Complexity: DNA and RNA are structurally uniform polymers of only 4 different monomers (bases), while proteins are structurally diverse polymers of 20 different monomers (amino acids). Thus, proteomics is challenging compared to transcriptomics/genomics due to the incredible diversity of proteins and their amino acid-sequences.
Signal strength: DNA and RNA signals can be amplified by PCR or other polymerase reactions, while proteins cannot be amplified. Additionally, they are present across a large dynamic range in biological samples (i.e. some are present in very large quantities while others are present in very small amounts).
Mass-spectrometry
Mass spectrometry (MS) is an analytical technique used to determine the mass-to-charge ratio (m/z) of molecules, primarily for identifying and quantifying compounds such as proteins, peptides, metabolites, and small molecules.
Mass spectrometry works in three main steps (and 3 corresponding components):
Ionization (ion source) – Converts molecules into charged ions.
Mass Analysis (mass analyser) – Separates ions based on their mass-to-charge ratio (m/z) by passing them through a magnetic field. Ions with the same m/z will undergo the same amount of deflection. Lighter ions are deflected to a greater degree than heavier ions.
Detection (detector) – Measures the abundance of ions and generates a spectrum.
Mass to charge ratio m/z
The mass-to-charge ratio (m/z) represents the mass of an ion divided by its charge. It is used to separate and identify ions in a mass spectrometer.
Bottom-up proteomics VS Top-down proteomics
Bottom-up proteomics: common method to identify proteins and characterize their amino acid sequences and post-translational modifications by proteolytic digestion of proteins prior to analysis by mass spectrometry.

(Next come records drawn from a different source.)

//! libSQL backend — async `Database` trait implementation.
//!
//! Supports local file and in-memory databases; the in-memory constructor
//! is what the tests use.

use std::path::Path;
use std::sync::Arc;

use async_trait::async_trait;
use chrono::{DateTime, Utc};
use libsql::{Connection, Database as LibSqlDatabase, params};
use tracing::info;

use crate::error::DatabaseError;
use crate::event::Identity;
use crate::session::{FlowData, Sensitive, Session, Step};
use crate::store::migrations;
use crate::store::traits::{Database, LinkedAccount};

/// libSQL database backend.
///
/// Stores a single connection that is reused for all operations.
/// `libsql::Connection` is `Send + Sync` and safe for concurrent async use.
pub struct LibSqlBackend {
    #[allow(dead_code)]
    db: Arc<LibSqlDatabase>,
    conn: Connection,
}

impl LibSqlBackend {
    /// Open (or create) a local database file and run migrations.
    pub async fn new_local(path: &Path) -> Result<Self, DatabaseError> {
        if let Some(parent) = path.parent() {
            std::fs::create_dir_all(parent).map_err(|e| {
                DatabaseError::Pool(format!("Failed to create database directory: {e}"))
            })?;
        }

        let db = libsql::Builder::new_local(path)
            .build()
            .await
            .map_err(|e| DatabaseError::Pool(format!("Failed to open libSQL database: {e}")))?;

        let conn = db
            .connect()
            .map_err(|e| DatabaseError::Pool(format!("Failed to create connection: {e}")))?;

        let backend = Self {
            db: Arc::new(db),
            conn,
        };
        backend.run_migrations().await?;
        info!(path = %path.display(), "Database opened");
        Ok(backend)
    }

    /// Create an in-memory database (for tests).
    pub async fn new_memory() -> Result<Self, DatabaseError> {
        let db = libsql::Builder::new_local(":memory:")
            .build()
            .await
            .map_err(|e| {
                DatabaseError::Pool(format!("Failed to create in-memory database: {e}"))
            })?;

        let conn = db
            .connect()
            .map_err(|e| DatabaseError::Pool(format!("Failed to create connection: {e}")))?;

        let backend = Self {
            db: Arc::new(db),
            conn,
        };
        backend.run_migrations().await?;
        Ok(backend)
    }

    fn conn(&self) -> &Connection {
        &self.conn
    }
}

// ── Helper functions ────────────────────────────────────────────────

/// Parse an RFC 3339 or SQLite datetime string into DateTime<Utc>.
fn parse_datetime(s: &str) -> DateTime<Utc> {
    if let Ok(dt) = DateTime::parse_from_rfc3339(s) {
        return dt.with_timezone(&Utc);
    }
    if let Ok(ndt) = chrono::NaiveDateTime::parse_from_str(s, "%Y-%m-%d %H:%M:%S%.f") {
        return ndt.and_utc();
    }
    if let Ok(ndt) = chrono::NaiveDateTime::parse_from_str(s, "%Y-%m-%d %H:%M:%S") {
        return ndt.and_utc();
    }
    DateTime::<Utc>::MIN_UTC
}

fn row_to_session(row: &libsql::Row) -> Result<Session, DatabaseError> {
    let identity: String = row
        .get(0)
        .map_err(|e| DatabaseError::Query(format!("sessions.identity: {e}")))?;
    let step_str: String = row
        .get(1)
        .map_err(|e| DatabaseError::Query(format!("sessions.step: {e}")))?;
    let language_str: Option<String> = row.get(2).ok();
    let data_str: String = row
        .get(3)
        .map_err(|e| DatabaseError::Query(format!("sessions.data: {e}")))?;
    let version: i64 = row
        .get(4)
        .map_err(|e| DatabaseError::Query(format!("sessions.version: {e}")))?;
    let created_str: String = row
        .get(5)
        .map_err(|e| DatabaseError::Query(format!("sessions.created_at: {e}")))?;
    let updated_str: String = row
        .get(6)
        .map_err(|e| DatabaseError::Query(format!("sessions.updated_at: {e}")))?;

    // An unknown step id means the row predates (or outlived) the current
    // step set; surfaced as a serialization error so the dispatcher can
    // run its corrupted-session fallback.
    let step = Step::parse(&step_str).ok_or_else(|| {
        DatabaseError::Serialization(format!("unknown step id: {step_str}"))
    })?;

    let language = language_str
        .as_deref()
        .and_then(|s| serde_json::from_value(serde_json::Value::String(s.to_string())).ok());

    let data: FlowData = serde_json::from_str(&data_str)
        .map_err(|e| DatabaseError::Serialization(format!("sessions.data: {e}")))?;

    Ok(Session {
        identity: Identity::from_channel_address(&identity),
        step,
        language,
        data,
        version,
        created_at: parse_datetime(&created_str),
        updated_at: parse_datetime(&updated_str),
    })
}

fn language_to_str(session: &Session) -> Result<Option<String>, DatabaseError> {
    match &session.language {
        None => Ok(None),
        Some(lang) => match serde_json::to_value(lang)
            .map_err(|e| DatabaseError::Serialization(format!("session.language: {e}")))?
        {
            serde_json::Value::String(s) => Ok(Some(s)),
            other => Err(DatabaseError::Serialization(format!(
                "session.language serialized to non-string: {other}"
            ))),
        },
    }
}

#[async_trait]
impl Database for LibSqlBackend {
    async fn run_migrations(&self) -> Result<(), DatabaseError> {
        migrations::run_migrations(self.conn()).await
    }

    // ── Sessions ────────────────────────────────────────────────────

    async fn get_session(&self, identity: &Identity) -> Result<Option<Session>, DatabaseError> {
        let mut rows = self
            .conn()
            .query(
                "SELECT identity, step, language, data, version, created_at, updated_at
                 FROM sessions WHERE identity = ?1",
                params![identity.as_str()],
            )
            .await
            .map_err(|e| DatabaseError::Query(format!("get_session: {e}")))?;

        match rows
            .next()
            .await
            .map_err(|e| DatabaseError::Query(format!("get_session: {e}")))?
        {
            Some(row) => Ok(Some(row_to_session(&row)?)),
            None => Ok(None),
        }
    }

    async fn upsert_session(&self, session: &Session) -> Result<i64, DatabaseError> {
        let data = serde_json::to_string(&session.data)
            .map_err(|e| DatabaseError::Serialization(format!("session.data: {e}")))?;
        let language = language_to_str(session)?;
        let now = Utc::now().to_rfc3339();
        let new_version = session.version + 1;

        // CAS update first: only wins if the stored version is unchanged.
        let updated = self
            .conn()
            .execute(
                "UPDATE sessions
                 SET step = ?1, language = ?2, data = ?3, version = ?4, updated_at = ?5
                 WHERE identity = ?6 AND version = ?7",
                params![
                    session.step.as_str(),
                    language.clone(),
                    data.clone(),
                    new_version,
                    now.clone(),
                    session.identity.as_str(),
                    session.version
                ],
            )
            .await
            .map_err(|e| DatabaseError::Query(format!("upsert_session update: {e}")))?;

        if updated > 0 {
            return Ok(new_version);
        }

        // No row matched: either the row is missing (fresh insert) or a
        // concurrent write bumped the version.
        let inserted = self
            .conn()
            .execute(
                "INSERT INTO sessions (identity, step, language, data, version, created_at, updated_at)
                 VALUES (?1, ?2, ?3, ?4, ?5, ?6, ?7)
                 ON CONFLICT(identity) DO NOTHING",
                params![
                    session.identity.as_str(),
                    session.step.as_str(),
                    language,
                    data,
                    new_version,
                    session.created_at.to_rfc3339(),
                    now
                ],
            )
            .await
            .map_err(|e| DatabaseError::Query(format!("upsert_session insert: {e}")))?;

        if inserted > 0 {
            Ok(new_version)
        } else {
            Err(DatabaseError::VersionConflict {
                identity: session.identity.to_string(),
                expected: session.version,
            })
        }
    }

    async fn reset_session(&self, identity: &Identity) -> Result<(), DatabaseError> {
        self.conn()
            .execute(
                "DELETE FROM sessions WHERE identity = ?1",
                params![identity.as_str()],
            )
            .await
            .map_err(|e| DatabaseError::Query(format!("reset_session: {e}")))?;
        Ok(())
    }

    // ── Linked accounts ─────────────────────────────────────────────

    async fn get_linked_account(
        &self,
        identity: &Identity,
    ) -> Result<Option<LinkedAccount>, DatabaseError> {
        let mut rows = self
            .conn()
            .query(
                "SELECT identity, email, login_secret, crm_user_id, created_at, updated_at
                 FROM linked_accounts WHERE identity = ?1",
                params![identity.as_str()],
            )
            .await
            .map_err(|e| DatabaseError::Query(format!("get_linked_account: {e}")))?;

        let Some(row) = rows
            .next()
            .await
            .map_err(|e| DatabaseError::Query(format!("get_linked_account: {e}")))?
        else {
            return Ok(None);
        };

        let identity_str: String = row
            .get(0)
            .map_err(|e| DatabaseError::Query(format!("linked_accounts.identity: {e}")))?;
        let email: String = row
            .get(1)
            .map_err(|e| DatabaseError::Query(format!("linked_accounts.email: {e}")))?;
        let secret: String = row
            .get(2)
            .map_err(|e| DatabaseError::Query(format!("linked_accounts.login_secret: {e}")))?;
        let crm_user_id: String = row
            .get(3)
            .map_err(|e| DatabaseError::Query(format!("linked_accounts.crm_user_id: {e}")))?;
        let created_str: String = row
            .get(4)
            .map_err(|e| DatabaseError::Query(format!("linked_accounts.created_at: {e}")))?;
        let updated_str: String = row
            .get(5)
            .map_err(|e| DatabaseError::Query(format!("linked_accounts.updated_at: {e}")))?;

        Ok(Some(LinkedAccount {
            identity: Identity::from_channel_address(&identity_str),
            email,
            login_secret: Sensitive::new(secret),
            crm_user_id,
            created_at: parse_datetime(&created_str),
            updated_at: parse_datetime(&updated_str),
        }))
    }

    async fn upsert_linked_account(&self, account: &LinkedAccount) -> Result<(), DatabaseError> {
        let now = Utc::now().to_rfc3339();
        self.conn()
            .execute(
                "INSERT INTO linked_accounts
                     (identity, email, login_secret, crm_user_id, created_at, updated_at)
                 VALUES (?1, ?2, ?3, ?4, ?5, ?6)
                 ON CONFLICT(identity) DO UPDATE SET
                     email = excluded.email,
                     login_secret = excluded.login_secret,
                     crm_user_id = excluded.crm_user_id,
                     updated_at = excluded.updated_at",
                params![
                    account.identity.as_str(),
                    account.email.as_str(),
                    account.login_secret.expose(),
                    account.crm_user_id.as_str(),
                    account.created_at.to_rfc3339(),
                    now
                ],
            )
            .await
            .map_err(|e| DatabaseError::Query(format!("upsert_linked_account: {e}")))?;
        Ok(())
    }

    async fn delete_linked_account(&self, identity: &Identity) -> Result<(), DatabaseError> {
        self.conn()
            .execute(
                "DELETE FROM linked_accounts WHERE identity = ?1",
                params![identity.as_str()],
            )
            .await
            .map_err(|e| DatabaseError::Query(format!("delete_linked_account: {e}")))?;
        Ok(())
    }
}

#[cfg(test)]
mod tests {
    use super::*;
    use crate::session::FlowData;

    fn identity() -> Identity {
        Identity::from_channel_address("whatsapp:+9613334444")
    }

    #[tokio::test]
    async fn session_roundtrip() {
        let db = LibSqlBackend::new_memory().await.unwrap();
        assert!(db.get_session(&identity()).await.unwrap().is_none());

        let mut session = Session::bootstrap(identity());
        session.step = Step::SignupEmail;
        session.signup_mut().first_name = Some("Rami".to_string());

        let v1 = db.upsert_session(&session).await.unwrap();
        assert_eq!(v1, 1);

        let loaded = db.get_session(&identity()).await.unwrap().unwrap();
        assert_eq!(loaded.step, Step::SignupEmail);
        assert_eq!(loaded.version, 1);
        match &loaded.data {
            FlowData::Signup(draft) => {
                assert_eq!(draft.first_name.as_deref(), Some("Rami"));
            }
            other => panic!("wrong flow: {other:?}"),
        }
    }

    #[tokio::test]
    async fn stale_write_is_rejected() {
        let db = LibSqlBackend::new_memory().await.unwrap();

        let session = Session::bootstrap(identity());
        db.upsert_session(&session).await.unwrap();

        // First writer reloads and wins.
        let mut fresh = db.get_session(&identity()).await.unwrap().unwrap();
        fresh.step = Step::MainMenu;
        db.upsert_session(&fresh).await.unwrap();

        // Second writer still holds version 1 — must lose.
        let mut stale = Session::bootstrap(identity());
        stale.version = 1;
        let err = db.upsert_session(&stale).await.unwrap_err();
        assert!(matches!(err, DatabaseError::VersionConflict { .. }));
    }

    #[tokio::test]
    async fn reset_deletes_the_row() {
        let db = LibSqlBackend::new_memory().await.unwrap();
        let session = Session::bootstrap(identity());
        db.upsert_session(&session).await.unwrap();

        db.reset_session(&identity()).await.unwrap();
        assert!(db.get_session(&identity()).await.unwrap().is_none());
    }

    #[tokio::test]
    async fn linked_account_roundtrip_and_delete() {
        let db = LibSqlBackend::new_memory().await.unwrap();
        assert!(db.get_linked_account(&identity()).await.unwrap().is_none());

        let account = LinkedAccount {
            identity: identity(),
            email: "rami@example.com".to_string(),
            login_secret: Sensitive::new("Abc123!"),
            crm_user_id: "u-9".to_string(),
            created_at: Utc::now(),
            updated_at: Utc::now(),
        };
        db.upsert_linked_account(&account).await.unwrap();

        let loaded = db.get_linked_account(&identity()).await.unwrap().unwrap();
        assert_eq!(loaded.email, "rami@example.com");
        assert_eq!(loaded.login_secret.expose(), "Abc123!");

        // Upsert is idempotent by identity.
        db.upsert_linked_account(&account).await.unwrap();

        db.delete_linked_account(&identity()).await.unwrap();
        assert!(db.get_linked_account(&identity()).await.unwrap().is_none());
    }
}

Top-Down Proteomics: Analyses intact proteins without digestion, preserving information on modifications and isoforms.
Protein separation techniques
Isoelectric Focusing: separating proteins based on charge.
SDS-PAGE: separate proteins by size.
2D-PAGE: separate on both charge and size.
Liquid chromatography:
Isoelectric focusing (IEF)
What?
Isoelectric focusing (IEF) is a technique used to separate proteins based on their isoelectric point (pI), the pH at which they carry no net electric charge.
How?
A gel is filled with a pH gradient. This gradient is stable and ranges from a low pH (acidic) to a high pH (basic).
The sample containing proteins is applied to the gel.
When an electric field is applied, proteins migrate based on their charge. Each protein will stop at the point where its net charge is zero (i.e. at the pH corresponding to their pI).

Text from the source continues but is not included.